#### EXERCISE REQUIREMENTS:
The material below contains a line with "API reported a" and a line with "Catalog, search: SearchSettings)". Copy exactly those two lines and all lines between them.

#### SUPPLIED RECORDS:

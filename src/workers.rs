//! Background actions selected by the polling loop.

use async_trait::async_trait;
use tokio_util::sync::CancellationToken;

use crate::{
    api::{ApiHandler, ApiOutcome, MovieImagesRequest, RandomMovieRequest},
    catalog::{Catalog, Movie},
    settings::SearchSettings,
    LoaderError, Result,
};

/// One unit of loader work.
///
/// `Ok(false)` means the cycle had nothing to do: the API reported a
/// non-transient failure or there was no stored movie to act on.
#[async_trait]
pub trait Worker: Send + Sync {
    fn name(&self) -> &'static str;

    async fn run(&self, cancel: &CancellationToken) -> Result<bool>;
}

fn ensure_active(cancel: &CancellationToken) -> Result<()> {
    if cancel.is_cancelled() {
        return Err(LoaderError::Cancelled);
    }
    Ok(())
}

/// Samples a random title and stores it, refreshing it if already known.
#[derive(Clone, Debug)]
pub struct LoadRandomMovieWorker {
    api: ApiHandler,
    catalog: Catalog,
    search: SearchSettings,
}

impl LoadRandomMovieWorker {
    pub const NAME: &'static str = "load_movie";

    pub fn new(api: ApiHandler, catalog: Catalog, search: SearchSettings) -> Self {
        Self {
            api,
            catalog,
            search,
        }
    }
}

#[async_trait]
impl Worker for LoadRandomMovieWorker {
    fn name(&self) -> &'static str {
        Self::NAME
    }

    async fn run(&self, cancel: &CancellationToken) -> Result<bool> {
        let request = self.search.random_movie_request();
        let dto = match self.api.random_movie(&request).await? {
            ApiOutcome::Success(dto) => dto,
            ApiOutcome::Failure(_) => return Ok(false),
        };
        ensure_active(cancel)?;

        match self.catalog.movie_by_kp_id(dto.id)? {
            Some(mut existing) => {
                existing.apply(&dto);
                let updated = self.catalog.update_movie(&mut existing)?;
                tracing::info!(kp_id = dto.id, updated, "known movie refreshed");
                Ok(updated)
            }
            None => {
                let movie = self.catalog.add_movie(Movie::from_dto(&dto))?;
                tracing::info!(kp_id = movie.kp_id, id = movie.id, "movie loaded");
                Ok(true)
            }
        }
    }
}

/// Refreshes the details of the least recently updated movie.
#[derive(Clone, Debug)]
pub struct UpdateMovieWorker {
    api: ApiHandler,
    catalog: Catalog,
}

impl UpdateMovieWorker {
    pub const NAME: &'static str = "update_movie";

    pub fn new(api: ApiHandler, catalog: Catalog) -> Self {
        Self { api, catalog }
    }
}

#[async_trait]
impl Worker for UpdateMovieWorker {
    fn name(&self) -> &'static str {
        Self::NAME
    }

    async fn run(&self, cancel: &CancellationToken) -> Result<bool> {
        let Some(oldest) = self.catalog.least_recently_updated_movie()? else {
            tracing::info!("no stored movie to update");
            return Ok(false);
        };

        let request = RandomMovieRequest::by_id(oldest.kp_id);
        let dto = match self.api.random_movie(&request).await? {
            ApiOutcome::Success(dto) => dto,
            ApiOutcome::Failure(_) => return Ok(false),
        };
        ensure_active(cancel)?;

        let Some(mut movie) = self.catalog.movie_by_kp_id(dto.id)? else {
            tracing::info!(kp_id = dto.id, "api returned a movie that is not stored");
            return Ok(false);
        };
        movie.apply(&dto);
        let updated = self.catalog.update_movie(&mut movie)?;
        tracing::info!(kp_id = movie.kp_id, updated, "movie updated");
        Ok(updated)
    }
}

/// Replaces the frames of the movie whose images are stalest.
#[derive(Clone, Debug)]
pub struct UpdateImagesWorker {
    api: ApiHandler,
    catalog: Catalog,
}

impl UpdateImagesWorker {
    pub const NAME: &'static str = "update_images";

    pub fn new(api: ApiHandler, catalog: Catalog) -> Self {
        Self { api, catalog }
    }
}

#[async_trait]
impl Worker for UpdateImagesWorker {
    fn name(&self) -> &'static str {
        Self::NAME
    }

    async fn run(&self, cancel: &CancellationToken) -> Result<bool> {
        let Some(oldest) = self.catalog.least_recently_imaged_movie()? else {
            tracing::info!("no stored movie to fetch images for");
            return Ok(false);
        };

        let request = MovieImagesRequest::frames(oldest.kp_id);
        let page = match self.api.movie_images(&request).await? {
            ApiOutcome::Success(page) => page,
            ApiOutcome::Failure(_) => return Ok(false),
        };
        ensure_active(cancel)?;

        let urls = page.urls();
        let replaced = self.catalog.replace_movie_images(oldest.id, &urls)?;
        tracing::info!(kp_id = oldest.kp_id, images = urls.len(), "movie images updated");
        Ok(replaced.is_some())
    }
}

#### EXERCISE ANSWER:
/// `Ok(false)` means the cycle had nothing to do: the API reported a
/// non-transient failure or there was no stored movie to act on.
#[async_trait]
pub trait Worker: Send + Sync {
    fn name(&self) -> &'static str;

    async fn run(&self, cancel: &CancellationToken) -> Result<bool>;
}

fn ensure_active(cancel: &CancellationToken) -> Result<()> {
    if cancel.is_cancelled() {
        return Err(LoaderError::Cancelled);
    }
    Ok(())
}

/// Samples a random title and stores it, refreshing it if already known.
#[derive(Clone, Debug)]
pub struct LoadRandomMovieWorker {
    api: ApiHandler,
    catalog: Catalog,
    search: SearchSettings,
}

impl LoadRandomMovieWorker {
    pub const NAME: &'static str = "load_movie";

    pub fn new(api: ApiHandler, catalog: Catalog, search: SearchSettings) -> Self {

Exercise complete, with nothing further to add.